Por fim, existe uma dimensão política sobre a identidade relacionada com os modelos políticos de representatividade, i.e., a “política da identidade” (cf. Carneiro, 2009; Young, 1990). Ora, quando se fala de “identidade (baseada na orientação) sexual” fala-se estas três dimensões: psicológica, social e política. Adiantando-se posicionamentos, partilha-se de uma noção de “identidade” que, por um lado, transcende a lógica essencialista (i.e., reconhece-se que a noção de “identidade” não existe propriamente, mas é sempre uma resolução possível entre a forma como os próprios sujeitos se posicionam face aos seus próprios desejos e as categorias que lhes pré-existem e foram inventadas socialmente ou discursivamente para catalogar esses mesmos desejos, coincidindo ou não); por outro lado, não se pode esquecer o quanto ela é importante, quer por razões de estruturação psicológica ou até meramente descritivas para dar conta da nossa orientação sexual (aliás, amplamente reconhecidas pelo senso comum), quer por razões pragmáticas de representação política (Carneiro, 2009).

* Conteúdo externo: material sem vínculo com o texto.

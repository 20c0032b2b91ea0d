use async_trait::async_trait;
use ratatui::crossterm::event::{KeyCode, KeyEvent};
use ratatui::{
    Frame,
    layout::{Constraint, Direction, Layout, Rect},
    style::{Modifier, Style},
    text::{Line, Span},
    widgets::{Block, Borders, List, ListItem, ListState, Paragraph},
};
use tokio::task::JoinHandle;

use crate::event::events::Event;
use crate::http::models::{Artist, Track};
use crate::ui::components::toast::ToastKind;
use crate::ui::{
    components::spinner::Spinner,
    context::AppContext,
    nav::{PageId, PageParams},
    state::AppState,
    traits::{Action, View},
};
use crate::util::colors;

pub struct ArtistDetail {
    artist_id: Option<String>,
    artist: Option<Artist>,
    tracks: Vec<Track>,
    list_state: ListState,
    is_loading: bool,
    fetch_handle: Option<JoinHandle<()>>,
}

impl ArtistDetail {
    pub fn new(artist_id: Option<String>) -> Self {
        Self {
            is_loading: artist_id.is_some(),
            artist_id,
            artist: None,
            tracks: Vec::new(),
            list_state: ListState::default(),
            fetch_handle: None,
        }
    }
}

impl Drop for ArtistDetail {
    fn drop(&mut self) {
        if let Some(handle) = self.fetch_handle.take() {
            handle.abort();
        }
    }
}

#[async_trait]
impl View for ArtistDetail {
    fn title(&self) -> &str {
        "Artist"
    }

    async fn on_mount(&mut self, ctx: &AppContext) {
        let Some(id) = self.artist_id.clone() else {
            return;
        };
        let api = ctx.api.clone();
        let tx = ctx.event_tx.clone();
        let handle = tokio::spawn(async move {
            match api.fetch_artist(&id).await {
                Ok(artist) => {
                    let _ = tx.send(Event::ArtistFetched(artist));
                }
                Err(e) => {
                    let _ = tx.send(Event::FetchError(e.to_string()));
                    return;
                }
            }
            match api.fetch_artist_tracks(&id).await {
                Ok(tracks) => {
                    let _ = tx.send(Event::ArtistTracksFetched(tracks));
                }
                Err(e) => {
                    let _ = tx.send(Event::FetchError(e.to_string()));
                }
            }
        });
        self.fetch_handle = Some(handle);
    }

    fn render(&mut self, f: &mut Frame, area: Rect, _state: &AppState, _ctx: &AppContext) {
        if self.artist_id.is_none() {
            let empty = Paragraph::new("No artist selected. Pick one from Artists (2).")
                .style(Style::default().fg(colors::NEUTRAL));
            f.render_widget(empty, area);
            return;
        }

        if self.is_loading && self.artist.is_none() {
            let spinner = Spinner::new("Loading artist...")
                .with_style(Style::default().fg(colors::PRIMARY));
            f.render_widget(spinner, area);
            return;
        }

        let chunks = Layout::default()
            .direction(Direction::Vertical)
            .constraints([Constraint::Length(3), Constraint::Min(0)])
            .split(area);

        let name = self
            .artist
            .as_ref()
            .map(|a| a.name.clone())
            .unwrap_or_default();
        let genres = self
            .artist
            .as_ref()
            .map(|a| a.genres.join(", "))
            .unwrap_or_default();

        let header = Paragraph::new(vec![
            Line::from(Span::styled(
                name,
                Style::default()
                    .add_modifier(Modifier::BOLD)
                    .fg(colors::PRIMARY),
            )),
            Line::from(Span::styled(genres, Style::default().fg(colors::NEUTRAL))),
        ])
        .block(Block::default().borders(Borders::BOTTOM));
        f.render_widget(header, chunks[0]);

        let items: Vec<ListItem> = self
            .tracks
            .iter()
            .map(|track| ListItem::new(format!("{} - {}", track.title, track.artist)))
            .collect();

        let list = List::new(items)
            .highlight_style(
                Style::default()
                    .fg(colors::PRIMARY)
                    .add_modifier(Modifier::BOLD),
            )
            .highlight_symbol("> ");

        if !self.tracks.is_empty() && self.list_state.selected().is_none() {
            self.list_state.select(Some(0));
        }

        f.render_stateful_widget(list, chunks[1], &mut self.list_state);
    }

    async fn handle_input(
        &mut self,
        key: KeyEvent,
        _state: &AppState,
        ctx: &AppContext,
    ) -> Option<Action> {
        let len = self.tracks.len();
        match key.code {
            KeyCode::Down | KeyCode::Char('j') => {
                if len > 0 {
                    let i = self
                        .list_state
                        .selected()
                        .map_or(0, |i| if i >= len - 1 { i } else { i + 1 });
                    self.list_state.select(Some(i));
                }
                None
            }
            KeyCode::Up | KeyCode::Char('k') => {
                if len > 0 {
                    let i = self
                        .list_state
                        .selected()
                        .map_or(0, |i| if i == 0 { 0 } else { i - 1 });
                    self.list_state.select(Some(i));
                }
                None
            }
            KeyCode::Enter => {
                let track = self.list_state.selected().and_then(|i| self.tracks.get(i))?;
                ctx.audio.play(track.clone());
                let _ = ctx.event_tx.send(Event::Toast(
                    format!("Playing {}", track.title),
                    ToastKind::Info,
                ));
                None
            }
            KeyCode::Esc => Some(Action::Navigate(PageId::Artists, PageParams::new())),
            _ => None,
        }
    }

    async fn on_event(&mut self, event: &Event, _ctx: &AppContext) {
        match event {
            Event::ArtistFetched(artist) => {
                self.artist = Some(artist.clone());
            }
            Event::ArtistTracksFetched(tracks) => {
                self.tracks = tracks.clone();
                self.is_loading = false;
            }
            _ => {}
        }
    }
}

#[cfg(test)]
mod tests {
    use super::*;
    use crate::test_support::{render_view, test_context};

    #[test]
    fn test_injected_artist_id_is_kept() {
        let view = ArtistDetail::new(Some("42".to_string()));
        assert_eq!(view.artist_id.as_deref(), Some("42"));
        assert!(view.is_loading);
    }

    #[test]
    fn test_missing_artist_id_renders_empty_state() {
        let (ctx, _event_rx) = test_context();
        let mut view = ArtistDetail::new(None);
        let text = render_view(&mut view, &ctx, 60, 10);
        assert!(text.contains("No artist selected"));
    }

    #[tokio::test]
    async fn test_enter_plays_selected_track() {
        let (ctx, event_rx) = test_context();
        let mut view = ArtistDetail::new(Some("a1".to_string()));
        view.on_event(
            &Event::ArtistTracksFetched(vec![Track {
                id: "t1".to_string(),
                title: "Runaway".to_string(),
                artist: "Aurora".to_string(),
                duration_secs: 180,
                liked: false,
            }]),
            &ctx,
        )
        .await;
        view.list_state.select(Some(0));

        let key = KeyEvent::new(
            KeyCode::Enter,
            ratatui::crossterm::event::KeyModifiers::NONE,
        );
        let action = view.handle_input(key, &AppState::default(), &ctx).await;
        assert_eq!(action, None);
        assert_eq!(ctx.audio.current_track().unwrap().id, "t1");
        assert!(matches!(
            event_rx.try_recv(),
            Ok(Event::Toast(_, ToastKind::Info))
        ));
    }
}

Em suma: “identidade sexual” refere-se à forma como o sujeito ora se posiciona intimamente ou se enuncia publicamente face à sua orientação sexual (autoidentificação), seja do ponto de vista “pessoal” ou “privado” (isto é, para si, em diferentes graus e intensidades), seja do ponto de vista “social” ou “público” (isto é, para os outros, também em diferentes graus e intensidades, e para diferentes indivíduos ou grupos), ora é reconhecido quando publicitado e/ou lhe é atribuído um determinado rótulo (heteroatribuição), podendo corresponder ou não à sua “real” orientação sexual.